**** DATA FOR THIS EXERCISE ****
//! Configuration management for the agent.

use crate::alerts::DispatcherConfig;
use crate::identity::Credential;
use crate::sync::WorkerConfig;
use sentinel_engine::{BackoffPolicy, DeviceId, EmergencyContact, EvaluatorConfig};
use std::env;
use std::path::PathBuf;
use std::str::FromStr;
use std::time::Duration;

/// Agent configuration loaded from environment variables.
#[derive(Debug, Clone)]
pub struct Config {
    /// Control API host address
    pub host: String,
    /// Control API port
    pub port: u16,
    /// SQLite connection URL for the local event store
    pub database_url: String,
    /// Base URL of the remote store
    pub remote_url: String,
    pub principal_id: String,
    pub auth_token: Option<String>,
    /// Devices this agent syncs for
    pub device_ids: Vec<DeviceId>,
    /// JSON array of geofences
    pub geofences_path: Option<PathBuf>,

    pub sync_interval: Duration,
    pub push_batch_size: usize,
    pub pull_page_size: u32,
    pub request_timeout: Duration,
    pub backoff_base_ms: u64,
    pub backoff_max_ms: u64,
    pub probe_interval: Duration,

    pub accuracy_threshold_m: f64,
    pub debounce_ms: u64,

    pub dedup_bucket_ms: u64,
    pub suppression_window: Duration,
    pub alert_max_attempts: u32,
    pub alert_max_age: Duration,

    pub retention: Duration,
    pub prune_interval: Duration,
    /// Record quota; appends fail with StorageFull once reached
    pub max_local_records: Option<u64>,

    pub notify_webhook_url: Option<String>,
    pub summary_url: Option<String>,
    pub emergency_contact: Option<EmergencyContact>,
}

impl Config {
    /// Configuration with defaults for everything but the required values.
    pub fn new(
        database_url: impl Into<String>,
        remote_url: impl Into<String>,
        device_ids: Vec<DeviceId>,
    ) -> Self {
        Self {
            host: "127.0.0.1".to_string(),
            port: 4100,
            database_url: database_url.into(),
            remote_url: remote_url.into(),
            principal_id: "local".to_string(),
            auth_token: None,
            device_ids,
            geofences_path: None,
            sync_interval: Duration::from_secs(60),
            push_batch_size: 50,
            pull_page_size: 200,
            request_timeout: Duration::from_millis(10_000),
            backoff_base_ms: 1_000,
            backoff_max_ms: 300_000,
            probe_interval: Duration::from_millis(15_000),
            accuracy_threshold_m: 50.0,
            debounce_ms: 30_000,
            dedup_bucket_ms: 60_000,
            suppression_window: Duration::from_secs(600),
            alert_max_attempts: 5,
            alert_max_age: Duration::from_secs(1_800),
            retention: Duration::from_secs(7 * 24 * 3_600),
            prune_interval: Duration::from_secs(3_600),
            max_local_records: None,
            notify_webhook_url: None,
            summary_url: None,
            emergency_contact: None,
        }
    }

    /// Load configuration from environment variables.
    pub fn from_env() -> Result<Self, ConfigError> {
        let database_url =
            env::var("DATABASE_URL").map_err(|_| ConfigError::Missing("DATABASE_URL"))?;
        let remote_url = env::var("REMOTE_URL").map_err(|_| ConfigError::Missing("REMOTE_URL"))?;

        let device_ids: Vec<DeviceId> = env::var("DEVICE_IDS")
            .map_err(|_| ConfigError::Missing("DEVICE_IDS"))?
            .split(',')
            .map(|id| id.trim().to_string())
            .filter(|id| !id.is_empty())
            .collect();
        if device_ids.is_empty() {
            return Err(ConfigError::Missing("DEVICE_IDS"));
        }

        let mut config = Self::new(database_url, remote_url, device_ids);

        config.host = env::var("HOST").unwrap_or(config.host);
        config.port = parse("PORT", config.port)?;
        config.principal_id = env::var("PRINCIPAL_ID").unwrap_or(config.principal_id);
        config.auth_token = optional("AUTH_TOKEN");
        config.geofences_path = optional("GEOFENCES_PATH").map(PathBuf::from);

        config.sync_interval = Duration::from_secs(parse("SYNC_INTERVAL_SECS", 60)?);
        config.push_batch_size = parse("PUSH_BATCH_SIZE", config.push_batch_size)?;
        config.pull_page_size = parse("PULL_PAGE_SIZE", config.pull_page_size)?;
        config.request_timeout = Duration::from_millis(parse("REQUEST_TIMEOUT_MS", 10_000)?);
        config.backoff_base_ms = parse("BACKOFF_BASE_MS", config.backoff_base_ms)?;
        config.backoff_max_ms = parse("BACKOFF_MAX_MS", config.backoff_max_ms)?;
        config.probe_interval = Duration::from_millis(parse("PROBE_INTERVAL_MS", 15_000)?);

        config.accuracy_threshold_m = parse("ACCURACY_THRESHOLD_M", config.accuracy_threshold_m)?;
        config.debounce_ms = parse("DEBOUNCE_MS", config.debounce_ms)?;

        config.dedup_bucket_ms = parse("DEDUP_BUCKET_MS", config.dedup_bucket_ms)?;
        config.suppression_window = Duration::from_secs(parse("SUPPRESSION_WINDOW_SECS", 600)?);
        config.alert_max_attempts = parse("ALERT_MAX_ATTEMPTS", config.alert_max_attempts)?;
        config.alert_max_age = Duration::from_secs(parse("ALERT_MAX_AGE_SECS", 1_800)?);

        config.retention = Duration::from_secs(parse("RETENTION_SECS", 7 * 24 * 3_600)?);
        config.prune_interval = Duration::from_secs(parse("PRUNE_INTERVAL_SECS", 3_600)?);
        config.max_local_records = optional("MAX_LOCAL_RECORDS")
            .map(|v| {
                v.parse().map_err(|_| ConfigError::Invalid {
                    name: "MAX_LOCAL_RECORDS",
                    value: v,
                })
            })
            .transpose()?;

        config.notify_webhook_url = optional("NOTIFY_WEBHOOK_URL");
        config.summary_url = optional("SUMMARY_URL");
        config.emergency_contact = match (
            optional("EMERGENCY_CONTACT_NAME"),
            optional("EMERGENCY_CONTACT_PHONE"),
        ) {
            (Some(name), Some(phone)) => Some(EmergencyContact { name, phone }),
            (None, None) => None,
            _ => return Err(ConfigError::IncompleteContact),
        };

        config.validate()?;
        Ok(config)
    }

    fn validate(&self) -> Result<(), ConfigError> {
        if self.push_batch_size == 0 {
            return Err(ConfigError::Invalid {
                name: "PUSH_BATCH_SIZE",
                value: "0".into(),
            });
        }
        if self.pull_page_size == 0 {
            return Err(ConfigError::Invalid {
                name: "PULL_PAGE_SIZE",
                value: "0".into(),
            });
        }
        if self.alert_max_attempts == 0 {
            return Err(ConfigError::Invalid {
                name: "ALERT_MAX_ATTEMPTS",
                value: "0".into(),
            });
        }
        Ok(())
    }

    pub fn evaluator(&self) -> EvaluatorConfig {
        EvaluatorConfig {
            accuracy_threshold_m: self.accuracy_threshold_m,
            debounce_ms: self.debounce_ms,
        }
    }

    pub fn backoff(&self) -> BackoffPolicy {
        BackoffPolicy::new(self.backoff_base_ms, self.backoff_max_ms)
    }

    pub fn worker(&self) -> WorkerConfig {
        WorkerConfig {
            interval: self.sync_interval,
            push_batch_size: self.push_batch_size,
            pull_page_size: self.pull_page_size,
            request_timeout: self.request_timeout,
            backoff: self.backoff(),
            probe_interval: self.probe_interval,
        }
    }

    pub fn dispatcher(&self) -> DispatcherConfig {
        DispatcherConfig {
            dedup_bucket_ms: self.dedup_bucket_ms,
            suppression_ms: self.suppression_window.as_millis() as u64,
            max_age_ms: self.alert_max_age.as_millis() as u64,
            max_attempts: self.alert_max_attempts,
            retry: self.backoff(),
            delivery_timeout: self.request_timeout,
            summary_timeout: self.request_timeout,
            emergency_contact: self.emergency_contact.clone(),
            ..DispatcherConfig::default()
        }
    }

    /// Initial credential, if a token was configured.
    pub fn credential(&self) -> Option<Credential> {
        self.auth_token
            .as_ref()
            .map(|token| Credential::new(self.principal_id.clone(), token.clone()))
    }
}

fn optional(name: &str) -> Option<String> {
    env::var(name).ok().filter(|v| !v.trim().is_empty())
}

fn parse<T: FromStr>(name: &'static str, default: T) -> Result<T, ConfigError> {
    match optional(name) {
        Some(value) => value
            .trim()
            .parse()
            .map_err(|_| ConfigError::Invalid { name, value }),
        None => Ok(default),
    }
}

/// Configuration errors.
#[derive(Debug, thiserror::Error)]
pub enum ConfigError {
    #[error("{0} environment variable is required")]
    Missing(&'static str),

    #[error("invalid {name} value: {value}")]
    Invalid { name: &'static str, value: String },

    #[error("EMERGENCY_CONTACT_NAME and EMERGENCY_CONTACT_PHONE must be set together")]
    IncompleteContact,
}

#[cfg(test)]
mod tests {
    use super::*;

    #[test]
    fn defaults_are_usable() {
        let config = Config::new("sqlite::memory:", "http://remote", vec!["phone".into()]);
        assert!(config.validate().is_ok());
        assert_eq!(config.evaluator().debounce_ms, 30_000);
        assert_eq!(config.dispatcher().suppression_ms, 600_000);
        assert_eq!(config.worker().push_batch_size, 50);
        assert!(config.credential().is_none());
    }

    #[test]
    fn zero_batch_rejected() {
        let mut config = Config::new("sqlite::memory:", "http://remote", vec!["phone".into()]);
        config.push_batch_size = 0;
        assert!(matches!(
            config.validate(),
            Err(ConfigError::Invalid { name: "PUSH_BATCH_SIZE", .. })
        ));
    }
}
****
- _EXERCISE_: Across the data above, how many lines include the word "crate"? Give only the count.

- _EXERCISE RESULT_: 3